I really, really like this. It is unlike any other juice I've tasted (but granted, the first tea-based juice I've had), and it gives the exact impression of actual ice-tea. As expected, it's a nice vape for a hot day, especially with the slight menthol notes. It can be difficult to get the right setup to fully experience the flavours, but it is very rewarding when you do. Finally, the aftertaste is super satisfying, and lingers long enough that you just cannot help but take another toot.
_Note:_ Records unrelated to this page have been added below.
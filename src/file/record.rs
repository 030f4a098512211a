//! One opened (or openable) image file.
//!
//! A [`FileRecord`] is created the first time a filename is requested and
//! lives for the lifetime of the cache. Its reader handle comes and goes:
//! opened lazily on first use, closed by the open-file clock sweep, reopened
//! on the next read. The subimage specs and parsed texture metadata survive
//! a close, so reopening is cheap.
//!
//! State machine: unopened -> open attempt -> {open | broken}. From open,
//! `release` (second chance exhausted) returns to closed-with-known-specs,
//! which re-enters open on the next access. `invalidate` returns all the way
//! to unopened and immediately re-opens to refresh the specs.

use std::cell::RefCell;
use std::fs;
use std::sync::atomic::{AtomicBool, AtomicU64, AtomicUsize, Ordering};
use std::sync::Arc;
use std::time::SystemTime;

use parking_lot::{Mutex, ReentrantMutex, RwLock};
use tracing::{debug, warn};

use crate::cache::ImageCache;
use crate::error::ReaderError;
use crate::perthread::PerThreadInfo;
use crate::pixel::{bilerp, bytes_to_f32_slice, convert_image, f32_to_sample, PixelFormat};
use crate::reader::ImageReader;
use crate::spec::{
    parse_wrapmodes, pow2_roundup, AttrValue, CubeLayout, ImageSpec, TexFormat, WrapMode,
};
use crate::tile::{TileID, TileRecord};

// =============================================================================
// Open-file Accounting
// =============================================================================

/// Process-wide (per cache) count of simultaneously open reader handles.
///
/// Shared by `Arc` between the cache and every record so a record can close
/// its reader without reaching back into the engine.
pub(crate) struct OpenFiles {
    current: AtomicUsize,
    created: AtomicU64,
    peak: AtomicUsize,
}

impl OpenFiles {
    pub(crate) fn new() -> Self {
        Self {
            current: AtomicUsize::new(0),
            created: AtomicU64::new(0),
            peak: AtomicUsize::new(0),
        }
    }

    fn incr(&self) {
        self.created.fetch_add(1, Ordering::Relaxed);
        let now = self.current.fetch_add(1, Ordering::Relaxed) + 1;
        self.peak.fetch_max(now, Ordering::Relaxed);
    }

    fn decr(&self) {
        self.current.fetch_sub(1, Ordering::Relaxed);
    }

    pub(crate) fn current(&self) -> usize {
        self.current.load(Ordering::Relaxed)
    }

    pub(crate) fn created(&self) -> u64 {
        self.created.load(Ordering::Relaxed)
    }

    pub(crate) fn peak(&self) -> usize {
        self.peak.load(Ordering::Relaxed)
    }
}

// =============================================================================
// File Record
// =============================================================================

/// The reader handle. Lives behind the per-file *recursive* reader mutex:
/// the unmipped synthesis path re-enters the engine (and therefore this
/// lock) on the same thread while generating a tile. Mutable access goes
/// through the RefCell with borrows scoped to single reader calls so the
/// re-entrant path never observes an outstanding borrow.
struct ReaderState {
    reader: Option<Box<dyn ImageReader>>,
}

/// Parsed metadata, retained across reader closes. Written only while the
/// reader mutex is held (first open, invalidate); read freely.
struct FileMeta {
    specs: Vec<ImageSpec>,
    format_name: String,
    tex_format: TexFormat,
    swrap: WrapMode,
    twrap: WrapMode,
    cube_layout: CubeLayout,
    y_up: bool,
    fingerprint: Option<String>,
    datatype: PixelFormat,
    untiled: bool,
    unmipped: bool,
    mod_time: Option<SystemTime>,
}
Reactions: Like 3 | Agree 1 | Winner 8 | Thanks 1 | Informative 1


----------



## Paulie (14/4/16)

Ezekiel said:


> @Paulie sent me 4x50ml bottles for participating in his Aphrodite's Nipple DIY contest. First of all, thanks again @Paulie! Really appreciate it! I'm going to review each one separately, and over the course of a few days (they take time yo!). My phone camera is a bit busted atm, so I'll upload pictures of the juice at a later stage. I'll give an overall impression of Paulie's E-juice after all of the reviews.
> 
> First up: Lemon Ice Tea
> 
> ...




Thanks for the Review man i appreciate it! Also you very good when it comes to reviewing juices in detail! I think you should do more!!
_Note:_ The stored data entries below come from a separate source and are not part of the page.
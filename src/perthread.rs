//! Per-thread state: the tile microcache, statistics, and the error queue.
//!
//! Every engine operation starts by fetching the calling thread's
//! [`PerThreadInfo`]. The two-slot microcache in it serves repeated tile
//! lookups with no locking at all; the engine keeps only the `Send` halves
//! (purge flag, atomic stats) in a registry so a global invalidation can
//! reach into every thread.

use std::cell::RefCell;
use std::collections::HashMap;
use std::rc::Rc;
use std::sync::atomic::{AtomicBool, AtomicU64, Ordering};
use std::sync::Arc;

use crate::tile::{TileID, TileRecord};

// =============================================================================
// Thread Statistics
// =============================================================================

/// Statistics counters owned by one thread, written with relaxed atomics by
/// that thread only and summed by [`crate::ImageCache::statistics`].
#[derive(Default)]
pub(crate) struct ThreadStats {
    pub find_tile_calls: AtomicU64,
    pub find_tile_microcache_misses: AtomicU64,
    pub find_tile_cache_misses: AtomicU64,
    pub files_totalsize: AtomicU64,
    pub bytes_read: AtomicU64,
    pub unique_files: AtomicU64,
    pub fileio_time_us: AtomicU64,
    pub fileopen_time_us: AtomicU64,
}

/// The shareable parts of a thread's state, held by the engine registry.
pub(crate) struct ThreadHandles {
    pub purge: Arc<AtomicBool>,
    pub stats: Arc<ThreadStats>,
}

// =============================================================================
// PerThreadInfo
// =============================================================================

struct MicroCache {
    /// Tile returned by the most recent lookup.
    tile: Option<Arc<TileRecord>>,
    /// The one before that.
    lasttile: Option<Arc<TileRecord>>,
}

/// One thread's view of one cache instance.
///
/// Interior mutability throughout, with borrows confined to single calls:
/// the unmipped read path re-enters the engine recursively on the same
/// thread, so no borrow may be held across an engine call.
pub(crate) struct PerThreadInfo {
    microcache: RefCell<MicroCache>,
    error: RefCell<String>,
    pub stats: Arc<ThreadStats>,
    purge: Arc<AtomicBool>,
}

impl PerThreadInfo {
    pub(crate) fn new() -> Self {
        Self {
            microcache: RefCell::new(MicroCache {
                tile: None,
                lasttile: None,
            }),
            error: RefCell::new(String::new()),
            stats: Arc::new(ThreadStats::default()),
            purge: Arc::new(AtomicBool::new(false)),
        }
    }

    /// The engine-side handles to register.
    pub(crate) fn handles(&self) -> ThreadHandles {
        ThreadHandles {
            purge: Arc::clone(&self.purge),
            stats: Arc::clone(&self.stats),
        }
    }

    /// Clear the microcache if a global invalidation requested it. Called at
    /// entry to every engine operation; this is the only reconciliation
    /// between thread-local caches and `invalidate`.
    pub(crate) fn check_purge(&self) {
        if self.purge.swap(false, Ordering::AcqRel) {
            let mut cache = self.microcache.borrow_mut();
            cache.tile = None;
            cache.lasttile = None;
        }
    }

    /// The lock-free fast path: current slot, then previous slot (swapping
    /// on a previous-hit so repeated alternation stays hot).
    pub(crate) fn microcache_lookup(&self, id: &TileID) -> Option<Arc<TileRecord>> {
        let mut cache = self.microcache.borrow_mut();
        if let Some(tile) = &cache.tile {
            if tile.id() == id {
                tile.touch();
                return Some(Arc::clone(tile));
            }
        }
        let hit = if let Some(tile) = &cache.lasttile {
            if tile.id() == id {
                tile.touch();
                true
            } else {
                false
            }
        } else {
            false
        };
        if hit {
            let cache = &mut *cache;
            std::mem::swap(&mut cache.tile, &mut cache.lasttile);
            return cache.tile.clone();
        }
        None
    }

    /// Install a tile fetched from the global table as the current slot.
    pub(crate) fn remember_tile(&self, tile: Arc<TileRecord>) {
        let mut cache = self.microcache.borrow_mut();
        cache.lasttile = cache.tile.replace(tile);
    }

    /// Run `f` with the current microcache tile, without cloning.
    pub(crate) fn with_current_tile<R>(&self, f: impl FnOnce(Option<&TileRecord>) -> R) -> R {
        let cache = self.microcache.borrow();
        f(cache.tile.as_deref())
    }

    /// Clone the current microcache tile.
    pub(crate) fn current_tile(&self) -> Option<Arc<TileRecord>> {
        self.microcache.borrow().tile.clone()
    }

    /// Append to this thread's error queue.
    pub(crate) fn append_error(&self, message: &str) {
        let mut error = self.error.borrow_mut();
        if !error.is_empty() {
            error.push('\n');
        }
        error.push_str(message);
    }

    /// Consume and clear the error queue.
    pub(crate) fn take_error(&self) -> String {
        std::mem::take(&mut *self.error.borrow_mut())
    }
}

// =============================================================================
// Thread-local Registry
// =============================================================================

thread_local! {
    /// Per-thread info per cache instance, keyed by cache id. Entries live
    /// until the thread exits.
    static PER_THREAD: RefCell<HashMap<u64, Rc<PerThreadInfo>>> =
        RefCell::new(HashMap::new());
}

/// This thread's info for the given cache, creating (and registering, via
/// `register`) on first use.
pub(crate) fn thread_info_for(
    cache_id: u64,
    register: impl FnOnce() -> Rc<PerThreadInfo>,
) -> Rc<PerThreadInfo> {
    PER_THREAD.with(|map| {
        let mut map = map.borrow_mut();
        Rc::clone(map.entry(cache_id).or_insert_with(register))
    })
}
Reactions: Like 1 | Agree 6


----------



## Silver (14/4/16)

Super review @Ezekiel !
Thanks for the efforts

Reactions: Like 1 | Agree 1


----------



## E.T. (18/4/16)

Coffee Cake 6mg, great tasting juice, good mixture, the coffee is not overpowering, and the cake on the exhale is great.

But this juice does not seem to like commercial atomizers, went through 2 Eleaf 0.3 ohm coils and 1 Atlantis 0.5 ohm coil, in one day. (all new and properly primed) each time Half of the tank tastes absolutely great, but then dry hit, dry hit.... . and coil gone.

Reactions: Like 1


----------



## Paulie (18/4/16)

E.T. said:


> Coffee Cake 6mg, great tasting juice, good mixture, the coffee is not overpowering, and the cake on the exhale is great.
> 
> But this juice does not seem to like commercial atomizers, went through 2 Eleaf 0.3 ohm coils and 1 Atlantis 0.5 ohm coil, in one day. (all new and properly primed) each time Half of the tank tastes absolutely great, but then dry hit, dry hit.... . and coil gone.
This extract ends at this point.